Surf Scoters were until recently one of our least-known sea ducks (Bellrose 1980). Particularly in western North America, however, increased study beginning in the early 2000s has clarified many aspects of this species' ecology. Key wintering studies have been conducted on diet (Anderson et al. 2008), feeding behavior (Kirk et al. 2007a; Lewis et al. 2005, 2007b), habitat use and feeding strategies (Žydelis et al. 2006, 2009; Kirk et al. 2007b, 2008; Lewis et al. 2007a; Anderson et al. 2009b; Zipkin et al. 2010; Anderson and Lovvorn 2011, 2012; Lovvorn et al. 2013; De La Cruz et al. 2014), survival (Anderson et al. 2012, De La Cruz et al. 2013, Uher-Koch 2013), exposure to contaminants (Hoffman et al. 1998, Barjaktarovic et al. 2002, Elliott et al. 2007, Harris et al. 2007, Eagles-Smith et al. 2009, Wilson et al. 2010, Bendell 2011), and distribution (Iverson et al. 2004, Lukeman et al. 2010).
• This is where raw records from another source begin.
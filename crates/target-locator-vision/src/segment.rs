//! HSV color thresholding.
//!
//! HSV values use the 8-bit convention of common vision libraries:
//! `H ∈ [0, 180)` (degrees / 2), `S, V ∈ [0, 255]`, so bounds tuned on
//! such tools carry over unchanged.

use image::{GrayImage, Luma, RgbImage};
use serde::{Deserialize, Serialize};

#[cfg(feature = "tracing")]
use tracing::instrument;

/// Inclusive per-channel HSV bounds.
#[derive(Clone, Copy, Debug, PartialEq, Eq, Serialize, Deserialize)]
pub struct HsvBounds {
    pub low: [u8; 3],
    pub high: [u8; 3],
}

impl Default for HsvBounds {
    fn default() -> Self {
        // green LED ring on retro-reflective tape
        Self {
            low: [50, 100, 60],
            high: [90, 255, 255],
        }
    }
}

impl HsvBounds {
    #[inline]
    pub fn contains(&self, hsv: [u8; 3]) -> bool {
        (0..3).all(|c| self.low[c] <= hsv[c] && hsv[c] <= self.high[c])
    }
}

/// Convert one RGB pixel to 8-bit HSV.
pub fn rgb_to_hsv(rgb: [u8; 3]) -> [u8; 3] {
    let [r, g, b] = rgb.map(i32::from);
    let v = r.max(g).max(b);
    let min = r.min(g).min(b);
    let diff = v - min;

    let s = if v == 0 { 0 } else { (255 * diff + v / 2) / v };

    let h = if diff == 0 {
        0.0
    } else {
        let d = diff as f32;
        let h = if v == r {
            60.0 * (g - b) as f32 / d
        } else if v == g {
            120.0 + 60.0 * (b - r) as f32 / d
        } else {
            240.0 + 60.0 * (r - g) as f32 / d
        };
        if h < 0.0 {
            h + 360.0
        } else {
            h
        }
    };
    let h = (h / 2.0).round() as i32 % 180;

    [h as u8, s as u8, v as u8]
}

/// Thresholds frames into target masks.
#[derive(Clone, Debug)]
pub struct TargetSegmenter {
    bounds: HsvBounds,
}

impl TargetSegmenter {
    pub fn new(bounds: HsvBounds) -> Self {
        Self { bounds }
    }

    pub fn bounds(&self) -> &HsvBounds {
        &self.bounds
    }

    /// 255 where the pixel's HSV value lies inside the bounds, 0 elsewhere.
    #[cfg_attr(
        feature = "tracing",
        instrument(level = "debug", skip(self, frame), fields(width = frame.width(), height = frame.height()))
    )]
    pub fn segment(&self, frame: &RgbImage) -> GrayImage {
        GrayImage::from_fn(frame.width(), frame.height(), |x, y| {
            let hsv = rgb_to_hsv(frame.get_pixel(x, y).0);
            Luma([if self.bounds.contains(hsv) { 255 } else { 0 }])
        })
    }
}
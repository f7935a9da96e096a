use nalgebra::{Matrix3, Point2, SMatrix, SVector, Vector3};

/// Plane-to-plane projective map, normalized so that `h[(2, 2)] == 1`.
#[derive(Clone, Copy, Debug, PartialEq)]
pub struct Homography {
    pub h: Matrix3<f64>,
}

impl Homography {
    pub fn new(h: Matrix3<f64>) -> Self {
        Self { h }
    }

    #[inline]
    pub fn apply(&self, p: Point2<f64>) -> Point2<f64> {
        let v = self.h * Vector3::new(p.x, p.y, 1.0);
        Point2::new(v[0] / v[2], v[1] / v[2])
    }

    pub fn inverse(&self) -> Option<Self> {
        self.h.try_inverse().map(Self::new)
    }
}

fn hartley_normalization(cx: f64, cy: f64, mean_dist: f64) -> Matrix3<f64> {
    let s = if mean_dist > 1e-12 {
        (2.0_f64).sqrt() / mean_dist
    } else {
        1.0
    };

    Matrix3::<f64>::new(s, 0.0, -s * cx, 0.0, s, -s * cy, 0.0, 0.0, 1.0)
}

// Translate to centroid, scale so the mean distance is sqrt(2).
fn normalize_points4(pts: &[Point2<f64>; 4]) -> ([Point2<f64>; 4], Matrix3<f64>) {
    let cx = pts.iter().map(|p| p.x).sum::<f64>() / 4.0;
    let cy = pts.iter().map(|p| p.y).sum::<f64>() / 4.0;
    let mean_dist = pts
        .iter()
        .map(|p| (p.x - cx).hypot(p.y - cy))
        .sum::<f64>()
        / 4.0;

    let t = hartley_normalization(cx, cy, mean_dist);
    let out = pts.map(|p| {
        let v = t * Vector3::new(p.x, p.y, 1.0);
        Point2::new(v[0], v[1])
    });
    (out, t)
}

/// True when some three of the (normalized) points are nearly collinear.
fn has_collinear_triple(pts: &[Point2<f64>; 4]) -> bool {
    const MIN_TWICE_AREA: f64 = 1e-6;
    [(0, 1, 2), (0, 1, 3), (0, 2, 3), (1, 2, 3)]
        .iter()
        .any(|&(i, j, k)| {
            let a = pts[j] - pts[i];
            let b = pts[k] - pts[i];
            (a.x * b.y - a.y * b.x).abs() < MIN_TWICE_AREA
        })
}

fn normalize_homography(h: Matrix3<f64>) -> Option<Matrix3<f64>> {
    let s = h[(2, 2)];
    if s.abs() < 1e-12 {
        return None;
    }
    Some(h / s)
}

/// Compute H such that `dst ~ H * src` from exactly 4 correspondences.
///
/// Corner order must be consistent between `src` and `dst`. Returns `None`
/// when three of the points are (nearly) collinear.
pub fn homography_from_4pt(src: &[Point2<f64>; 4], dst: &[Point2<f64>; 4]) -> Option<Homography> {
    // Unknowns: [h11 h12 h13 h21 h22 h23 h31 h32], with h33 = 1
    // h11 x + h12 y + h13 - u h31 x - u h32 y = u
    // h21 x + h22 y + h23 - v h31 x - v h32 y = v
    let (src_n, t_src) = normalize_points4(src);
    let (dst_n, t_dst) = normalize_points4(dst);
    if has_collinear_triple(&src_n) || has_collinear_triple(&dst_n) {
        return None;
    }

    let mut a = SMatrix::<f64, 8, 8>::zeros();
    let mut b = SVector::<f64, 8>::zeros();

    for k in 0..4 {
        let x = src_n[k].x;
        let y = src_n[k].y;
        let u = dst_n[k].x;
        let v = dst_n[k].y;

        let r0 = 2 * k;
        a[(r0, 0)] = x;
        a[(r0, 1)] = y;
        a[(r0, 2)] = 1.0;
        a[(r0, 6)] = -u * x;
        a[(r0, 7)] = -u * y;
        b[r0] = u;

        let r1 = 2 * k + 1;
        a[(r1, 3)] = x;
        a[(r1, 4)] = y;
        a[(r1, 5)] = 1.0;
        a[(r1, 6)] = -v * x;
        a[(r1, 7)] = -v * y;
        b[r1] = v;
    }

    let x = a.lu().solve(&b)?;
    if x.iter().any(|v| !v.is_finite()) {
        return None;
    }

    let hn = Matrix3::<f64>::new(
        x[0], x[1], x[2], //
        x[3], x[4], x[5], //
        x[6], x[7], 1.0,
    );

    // H = T_dst^{-1} * Hn * T_src
    let h_den = t_dst.try_inverse()? * hn * t_src;
    let h_den = normalize_homography(h_den)?;

    Some(Homography::new(h_den))
}

#[cfg(test)]
mod tests {
    use super::*;

    fn assert_close(a: Point2<f64>, b: Point2<f64>, tol: f64) {
        let dx = (a.x - b.x).abs();
        let dy = (a.y - b.y).abs();
        assert!(
            dx < tol && dy < tol,
            "expected ({:.6},{:.6}) ~ ({:.6},{:.6}) within {}",
            a.x,
            a.y,
            b.x,
            b.y,
            tol
        );
    }

    #[test]
    fn inverse_round_trips_points() {
        let h = Homography::new(Matrix3::new(
            1.2, 0.1, 5.0, //
            -0.05, 0.9, 3.0, //
            0.001, 0.0005, 1.0,
        ));
        let inv = h.inverse().expect("invertible");

        for p in [
            Point2::new(0.0, 0.0),
            Point2::new(50.0, -20.0),
            Point2::new(320.0, 200.0),
        ] {
            assert_close(inv.apply(h.apply(p)), p, 1e-9);
        }
    }

    #[test]
    fn recovers_h_from_trapezoid_corners() {
        let ground_truth = Homography::new(Matrix3::new(
            0.8, 0.05, 120.0, //
            -0.02, 1.1, 80.0, //
            0.0009, -0.0004, 1.0,
        ));

        // Same trapezoid the target outline uses: wide top, narrow bottom.
        let src = [
            Point2::new(-0.5, 0.2),
            Point2::new(0.5, 0.2),
            Point2::new(0.25, -0.2),
            Point2::new(-0.25, -0.2),
        ];
        let dst = src.map(|p| ground_truth.apply(p));

        let recovered = homography_from_4pt(&src, &dst).expect("recoverable");
        for p in [
            Point2::new(0.0, 0.0),
            Point2::new(0.3, -0.1),
            Point2::new(-0.4, 0.15),
        ] {
            assert_close(recovered.apply(p), ground_truth.apply(p), 1e-9);
        }
    }

    #[test]
    fn collinear_points_have_no_homography() {
        let src = [
            Point2::new(0.0, 0.0),
            Point2::new(1.0, 0.0),
            Point2::new(2.0, 0.0),
            Point2::new(3.0, 0.0),
        ];
        let dst = [
            Point2::new(10.0, 10.0),
            Point2::new(20.0, 10.0),
            Point2::new(30.0, 10.0),
            Point2::new(40.0, 10.0),
        ];
        assert!(homography_from_4pt(&src, &dst).is_none());
    }
}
Key studies of spring migration include Anderson et al. (2009b), De La Cruz et al. (2009), and Lok et al. (2011, 2012); fall migration (including molt migration) has not been critically assessed using available telemetry data. Studies of the breeding period remain few, but key research includes that of Décarie et al. (1995), Morrier et al. (1997), Lesage et al. (2007), Savard et al. (2007), Takekawa et al. (2011), Brook et al. (2012), and Drever et al. (2012). Key studies of the wing molt period include those by Dickson (2011), Dickson et al. (2012), and Uher-Koch et al. (2014).